Wednesday, March 17, 2010

Parenting Soundbytes








In a meta-analysis of 30 studies of behavioural parenting training, and 41 studies of individual therapy, effect sizes of .45 for parent training and .23 for individual therapy were found (Carr, 2009). That means the effect of parent training was bigger than the effect of individual therapy in reducing behavior problems. Which approach to reduce behavior problems is used most commonly by school-based mental health practitioners and why?


Longitudinal studies indicate inconsistent, coercive parenting in elementary school and poor monitoring and supervision in middle school exacerbate early conduct problems (CPPRG, 2007). Based on this research, an intervention (like Parents in Control) addressing disruptive behavior would do well to promote consistency and adequate supervision in parenting through middle school.


Disruptive behavior problems in young children are the number one reason for referral to mental health agencies (Breitenstein, 2009). On an individual level, unidentified and untreated, disruptive behavior problems can lead to more serious conduct problems.


On a school level, disruptive behavior problems create a general lack of student discipline and an atmosphere that produces fear in students that is not conducive to learning. Researchers have found that a positive disciplinary climate is directly linked to high achievement (Barton, 2003).


Fourth graders were asked how much they agreed or disagreed with the following statement: “Disruptions by other students get in the way of my learning.” Forty-three percent of White students agreed or strongly agreed, compared to 56% of Black students and 52% of Hispanic students (Barton, 2003). This tells us that the learning opportunities of minority students are disproportionately impacted by disruptive behavior. This lack of equality of opportunity in learning might be among the contributing factors of the academic achievement gap.

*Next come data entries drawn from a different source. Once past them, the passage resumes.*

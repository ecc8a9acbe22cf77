//! Bot module for handling Telegram interactions
//!
//! This module is split into several submodules for better organization:
//! - `message_handler`: Handles incoming text and photo messages
//! - `callback_handler`: Handles inline keyboard callback queries
//! - `ui_builder`: Creates keyboards and formats messages

pub mod callback_handler;
pub mod message_handler;
pub mod ui_builder;

// Re-export main handler functions for use in main.rs
pub use callback_handler::callback_handler;
pub use message_handler::message_handler;

use crate::gemini::GeminiClient;
use crate::session::{ChatHistoryStore, SessionStore};
use crate::storage::MediaStore;

/// Shared state handed to every handler by the dispatcher.
pub struct AppDeps {
    pub sessions: SessionStore,
    pub histories: ChatHistoryStore,
    pub gemini: GeminiClient,
    pub media: MediaStore,
    /// Bot username for mention gating in group chats, without the `@`.
    pub bot_username: Option<String>,
}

Clearly, disruptive behaviors have short-term and long-term negative effects for children, families and schools. When occurring among poor and minority students, then the long term effects can have implications for national security when we consider that current projections show that the minority population will be the majority by 2050. Will low-income and minority students of today be adequately equipped to lead in the future? What will we need to do now to close the gap and turn things around?


Students with parents who are involved in their school tend to have fewer behavioral problems and better academic performance, and are more likely to complete secondary school than students whose parents are not involved in their schools. Parental involvement allows parents to monitor school and classroom activities, and to coordinate their efforts with teachers. In addition, parent involvement in school is related to fewer student suspensions and expulsions and higher levels of student participation in extracurricular activities. Data also suggest that schools that welcome parental involvement are likely to have highly involved parents (Barton, 2003).


Among personal factors, a disruptive behavioral profile has repeatedly been shown to predict early withdrawal from school, even after controlling for familial and socioeconomic factors. For example, one study showed that aggressive behaviors and low grades as early as first grade predicted later school dropout. This link was stronger for children living in poor neighborhoods. A follow-up study confirmed that, for boys, math grades and aggressive behavior in the first grade predicted the number of years of schooling. Yet another study showed that disruptiveness rated as early as kindergarten was related to dropping out of school, even after controlling for sociodemographic variables and IQ. Disruptiveness may lead to early withdrawal from school because it contributes to school problems that are conducive to grade retention or special classroom placement (Vitaro, 1999).


A parenting program for preschool children demonstrated that the establishment of a predictable, consistent family environment with clear rules for child behavior lead to enhancement in parent’s contingent responding and reduced parental coerciveness (Bor, et al, 2002). Coerciveness has been correlated with negative outcomes for children with disruptive behaviors (CPPRG, 2007).


Owing to difficulties differentiating clinically significant disruptive behaviors from typical development, a significant proportion of young children with disruptive behavior problems go unidentified and untreated. Research supports the existence of disruptive behavior disorders in young children, and early identification and treatment are critical to interrupt the trajectory of early problems to more significant and impairing difficulties (Breitenstein, 2009).


Quality schools with high levels of student learning may have an accompanying high level of orderliness and discipline throughout the school as students are actively engaged in educationally productive activities. The issues that school discipline policies are designed to address are well known and range from the disconcerting to the dangerous. They include student disrespect for teachers, absenteeism, tardiness, use of alcohol and controlled substances, fighting, and possession of firearms (Barton, 2003).


Teachers of students with highly involved parents tend to give greater attention to those students, and they tend to identify problems that might inhibit student learning at earlier stages. Research has found that students perform better in school if their fathers as well as their mothers are involved, regardless of whether the father lives with the student (Barton, 2003).


A poll conducted in New Jersey found that urban and minority parents are far more likely to feel unwelcome in their children’s schools; 20 percent of suburban parents feel unwelcome, compared to 44 percent of urban parents (Barton, 2003). Do parents feel welcome at our schools? What implications does this have on the academic achievement, graduation rates and future of our students?